Part 18 - Building Vision, a Sense of Purpose and Meaning
...continued from last time.
Lower personal resilience means we are not fully prepared for these moments, resulting in activation of the impulsive brain, reducing critical thinking. The outcome is sub-optimal decisions that do not work towards a larger goal. A complex vision statement is not going to help in stressful situations.
Conversely, a short and clear vision can become so ingrained that the brain can recall it at any time. Plus, this acts as a buffer against activation of the impulsive brain. It provides that moment of clarity, so you can put the situation in perspective to focus on what’s important. Ideally, we should keep the vision to one word, maybe three at most.
A clear vision statement like this is not easily generated, but to some extent discovered within yourself. You already have goals, ideals and desires, so a vision statement should connect to those.
In a sense, your vision needs authenticity. Authenticity in this context means a vision that is connected to your past and who you are. While the vision itself is forward-looking, it needs authenticity to be important and meaningful to you. This might come from an event in your past; something that happened to you, something you witnessed, something that made you realise the importance of this vision. Essentially, something that gives meaning to your vision. This could be something like an injustice that you witnessed that was impactful to you. Or something you experienced that felt very empowering. Yet it doesn’t need to be one event—it could be something you experienced over time that taught you an important lesson. The important part is that it has some meaning to you, making you willing to stick to your vision even if things get tough. This helps make it an enduring vision.
Broadness adds to the resilience of your vision. Having a broad vision means that it can be applied in any context, and can’t easily be invalidated by external forces. Such a vision is one that can stand the test of time and can guide you throughout your life. This makes it a truly resilient vision. With all this context in mind, here are a few examples of resilient vision statements:
‘Improve’, ‘Advance’, ‘Solve big problems’, ‘Inspire people’, ‘Make a difference’
You can see right away how these can be brought into any situation. They are simple enough to stick in your brain and refer to in a difficult situation. They also direct effort in definite directions. These example statements go beyond ourselves—as they involve some benefit to the world within which we exist. This is important because it makes the vision motivating to you, as well as inspirational to others, strengthening your ability to lead others.
Hidden within these example vision statements is a subconscious reappraisal of struggle, suffering, and the pain of enduring adversity. Think of it this way—a vision focusing on happiness is an inherent rejection of this type of suffering. Meanwhile, the majority of processes we are involved in every day involves some element of suffering, be it through difficult circumstances, stress, mistakes, or the like. A vision focusing on advancement or improvement carries with it an inherent appreciation of the necessity of suffering to achieve the vision. The act of improving yourself and your surroundings means a difficult path of trial-and-error, mistakes, learning, and overcoming challenges. This aspiration requires resilience to be able to persist.

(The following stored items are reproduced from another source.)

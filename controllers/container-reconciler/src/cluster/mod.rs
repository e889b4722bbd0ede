//! Cluster access layer
//!
//! Every component talks to the cluster through `ClusterApi`, an object-safe
//! trait over JSON objects addressed by `ResourceKind`. The production
//! implementation wraps one long-lived `kube::Client`; tests use the
//! in-memory `MockCluster`.

pub mod kube_cluster;
#[cfg(any(test, feature = "test-util"))]
pub mod mock;

use crate::error::ClusterError;
use serde::Serialize;
use serde::de::DeserializeOwned;
use serde_json::Value;
use std::fmt;
use tracing::debug;

pub use kube_cluster::KubeCluster;
#[cfg(any(test, feature = "test-util"))]
pub use mock::{ClusterCall, MockCluster, Verb};

/// Every object kind the engine reads or writes
#[derive(Debug, Clone, Copy, PartialEq, Eq, Hash, PartialOrd, Ord)]
pub enum ResourceKind {
    Namespace,
    Deployment,
    StatefulSet,
    CronJob,
    Service,
    HorizontalPodAutoscaler,
    PersistentVolumeClaim,
    Ingress,
    ConfigMap,
    ServiceAccount,
    Secret,
    RoleBinding,
    ClusterRoleBinding,
    TriggerBinding,
    TriggerTemplate,
    EventListener,
    PipelineRun,
}

impl ResourceKind {
    /// API group ("" for core)
    pub fn group(self) -> &'static str {
        match self {
            ResourceKind::Namespace
            | ResourceKind::Service
            | ResourceKind::PersistentVolumeClaim
            | ResourceKind::ConfigMap
            | ResourceKind::ServiceAccount
            | ResourceKind::Secret => "",
            ResourceKind::Deployment | ResourceKind::StatefulSet => "apps",
            ResourceKind::CronJob => "batch",
            ResourceKind::HorizontalPodAutoscaler => "autoscaling",
            ResourceKind::Ingress => "networking.k8s.io",
            ResourceKind::RoleBinding | ResourceKind::ClusterRoleBinding => "rbac.authorization.k8s.io",
            ResourceKind::TriggerBinding | ResourceKind::TriggerTemplate | ResourceKind::EventListener => {
                "triggers.tekton.dev"
            }
            ResourceKind::PipelineRun => "tekton.dev",
        }
    }

    pub fn version(self) -> &'static str {
        match self {
            ResourceKind::HorizontalPodAutoscaler => "v2",
            ResourceKind::TriggerBinding | ResourceKind::TriggerTemplate | ResourceKind::EventListener => {
                "v1beta1"
            }
            _ => "v1",
        }
    }

    pub fn kind(self) -> &'static str {
        match self {
            ResourceKind::Namespace => "Namespace",
            ResourceKind::Deployment => "Deployment",
            ResourceKind::StatefulSet => "StatefulSet",
            ResourceKind::CronJob => "CronJob",
            ResourceKind::Service => "Service",
            ResourceKind::HorizontalPodAutoscaler => "HorizontalPodAutoscaler",
            ResourceKind::PersistentVolumeClaim => "PersistentVolumeClaim",
            ResourceKind::Ingress => "Ingress",
            ResourceKind::ConfigMap => "ConfigMap",
            ResourceKind::ServiceAccount => "ServiceAccount",
            ResourceKind::Secret => "Secret",
            ResourceKind::RoleBinding => "RoleBinding",
            ResourceKind::ClusterRoleBinding => "ClusterRoleBinding",
            ResourceKind::TriggerBinding => "TriggerBinding",
            ResourceKind::TriggerTemplate => "TriggerTemplate",
            ResourceKind::EventListener => "EventListener",
            ResourceKind::PipelineRun => "PipelineRun",
        }
    }

    /// Resource plural used in API paths
    pub fn plural(self) -> &'static str {
        match self {
            ResourceKind::Namespace => "namespaces",
            ResourceKind::Deployment => "deployments",
            ResourceKind::StatefulSet => "statefulsets",
            ResourceKind::CronJob => "cronjobs",
            ResourceKind::Service => "services",
            ResourceKind::HorizontalPodAutoscaler => "horizontalpodautoscalers",
            ResourceKind::PersistentVolumeClaim => "persistentvolumeclaims",
            ResourceKind::Ingress => "ingresses",
            ResourceKind::ConfigMap => "configmaps",
            ResourceKind::ServiceAccount => "serviceaccounts",
            ResourceKind::Secret => "secrets",
            ResourceKind::RoleBinding => "rolebindings",
            ResourceKind::ClusterRoleBinding => "clusterrolebindings",
            ResourceKind::TriggerBinding => "triggerbindings",
            ResourceKind::TriggerTemplate => "triggertemplates",
            ResourceKind::EventListener => "eventlisteners",
            ResourceKind::PipelineRun => "pipelineruns",
        }
    }

    pub fn namespaced(self) -> bool {
        !matches!(self, ResourceKind::Namespace | ResourceKind::ClusterRoleBinding)
    }

    /// `apiVersion` as written in manifests
    pub fn api_version(self) -> String {
        if self.group().is_empty() {
            self.version().to_string()
        } else {
            format!("{}/{}", self.group(), self.version())
        }
    }
}

impl fmt::Display for ResourceKind {
    fn fmt(&self, f: &mut fmt::Formatter<'_>) -> fmt::Result {
        f.write_str(self.kind())
    }
}

/// Cluster operations used by the engine
///
/// `namespace` is ignored for cluster-scoped kinds. Objects are plain JSON
/// so the trait stays object safe; see the typed helpers below.
#[async_trait::async_trait]
pub trait ClusterApi: Send + Sync + fmt::Debug {
    /// Fetch an object, `None` when it does not exist
    async fn get(&self, kind: ResourceKind, namespace: &str, name: &str) -> Result<Option<Value>, ClusterError>;

    /// List objects, optionally filtered by an equality label selector
    async fn list(
        &self,
        kind: ResourceKind,
        namespace: &str,
        label_selector: Option<&str>,
    ) -> Result<Vec<Value>, ClusterError>;

    async fn create(&self, kind: ResourceKind, namespace: &str, object: &Value) -> Result<Value, ClusterError>;

    /// Full replace, guarded by the object's `resourceVersion` when present
    async fn replace(&self, kind: ResourceKind, namespace: &str, name: &str, object: &Value)
    -> Result<Value, ClusterError>;

    /// JSON merge patch
    async fn patch(&self, kind: ResourceKind, namespace: &str, name: &str, patch: &Value) -> Result<Value, ClusterError>;

    /// Delete an object, returns `false` when it was already gone
    async fn delete(&self, kind: ResourceKind, namespace: &str, name: &str) -> Result<bool, ClusterError>;
}

/// Serialize a typed manifest, stamping `apiVersion` and `kind`
pub fn manifest<T: Serialize>(kind: ResourceKind, object: &T) -> Result<Value, ClusterError> {
    let mut value = serde_json::to_value(object)?;
    if let Some(map) = value.as_object_mut() {
        map.insert("apiVersion".to_string(), Value::String(kind.api_version()));
        map.insert("kind".to_string(), Value::String(kind.kind().to_string()));
    }
    Ok(value)
}

/// Get and deserialize into a typed object
pub async fn get_typed<T: DeserializeOwned>(
    cluster: &dyn ClusterApi,
    kind: ResourceKind,
    namespace: &str,
    name: &str,
) -> Result<Option<T>, ClusterError> {
    match cluster.get(kind, namespace, name).await? {
        Some(value) => Ok(Some(serde_json::from_value(value)?)),
        None => Ok(None),
    }
}

/// Create from a typed manifest
pub async fn create_typed<T: Serialize>(
    cluster: &dyn ClusterApi,
    kind: ResourceKind,
    namespace: &str,
    object: &T,
) -> Result<Value, ClusterError> {
    cluster.create(kind, namespace, &manifest(kind, object)?).await
}

/// Replace with a typed manifest
pub async fn replace_typed<T: Serialize>(
    cluster: &dyn ClusterApi,
    kind: ResourceKind,
    namespace: &str,
    name: &str,
    object: &T,
) -> Result<Value, ClusterError> {
    cluster.replace(kind, namespace, name, &manifest(kind, object)?).await
}

/// Delete only when present
///
/// Reads first so that deleting something already gone issues no write.
pub async fn delete_if_exists(
    cluster: &dyn ClusterApi,
    kind: ResourceKind,
    namespace: &str,
    name: &str,
) -> Result<bool, ClusterError> {
    if cluster.get(kind, namespace, name).await?.is_none() {
        debug!("{} {}/{} already absent", kind, namespace, name);
        return Ok(false);
    }
    cluster.delete(kind, namespace, name).await
}

/// Create, or replace the existing object keeping its resourceVersion
pub async fn apply(
    cluster: &dyn ClusterApi,
    kind: ResourceKind,
    namespace: &str,
    name: &str,
    mut object: Value,
) -> Result<Value, ClusterError> {
    match cluster.get(kind, namespace, name).await? {
        None => cluster.create(kind, namespace, &object).await,
        Some(live) => {
            if let (Some(version), Some(metadata)) = (
                live.pointer("/metadata/resourceVersion").cloned(),
                object.get_mut("metadata").and_then(Value::as_object_mut),
            ) {
                metadata.insert("resourceVersion".to_string(), version);
            }
            cluster.replace(kind, namespace, name, &object).await
        }
    }
}

#[cfg(test)]
mod tests {
    use super::*;

    #[test]
    fn test_api_versions() {
        assert_eq!(ResourceKind::Service.api_version(), "v1");
        assert_eq!(ResourceKind::HorizontalPodAutoscaler.api_version(), "autoscaling/v2");
        assert_eq!(ResourceKind::EventListener.api_version(), "triggers.tekton.dev/v1beta1");
        assert_eq!(ResourceKind::PipelineRun.api_version(), "tekton.dev/v1");
        assert!(!ResourceKind::ClusterRoleBinding.namespaced());
    }
}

So, an acceptance of the necessity of suffering and expectations of such results in a constructive attitude to challenges. Therefore, a resilient vision creates a constructive and realistic mindset that is better suited to achieve the vision itself.
Avoid happiness and it will come find you
Contrast this with the vision ‘To be happy’, and you can see how that the latter results in a fragile mindset. Such a mindset is not prepared for the eventual shocks of life. Disruptions and challenges do not contribute to happiness, therefore they are experienced as unwelcome events, often resulting in frustration, anger and depression. This further moves one away from the vision of happiness. It is self-defeating, simply because it grates against our natural experience of life as an ongoing struggle for improvement.
Some philosophical systems focus on the complete elimination of suffering (such as bioethical abolitionism), however this may overlook the virtue of suffering that leads to personal and societal advancement. Most would consider studying for a tough exam to be stressful, but the outcome of this suffering is valuable. There will always be events and disruptions to our lives that we need to learn how to grow from.
Let’s extend the previous metaphor of your vision as the lake on the mountain feeding the rivers down below, keeping the ecosystem of you alive. You will always face storms of adversity. If you are unprepared, those stormwaters will erode the channels and leave you feeling drained. On the other hand, if you build resilience, you can channel the stormwaters back into your vision and to the areas of your life that need it the most, channelling the energy to feeds the ecosystem of your existence. This lets you use adversity as an opportunity to reaffirm your commitment to your vision and fuel your motivation to persist in achieving your ultimate goals. When life is at its hardest, that is when your vision should be most relevant. Through this process, a clear vision produces an incredibly deep sense of resilience.
A clear vision acts as a guide for all other actions in your life. Its existence makes tough decisions easier as you can measure against what has greater potential to contribute to your vision. It also drives personal development by hinting at the personal qualities that you need to achieve your vision. These are the internal attributes that allow you as a person to effect the external change that is your purpose.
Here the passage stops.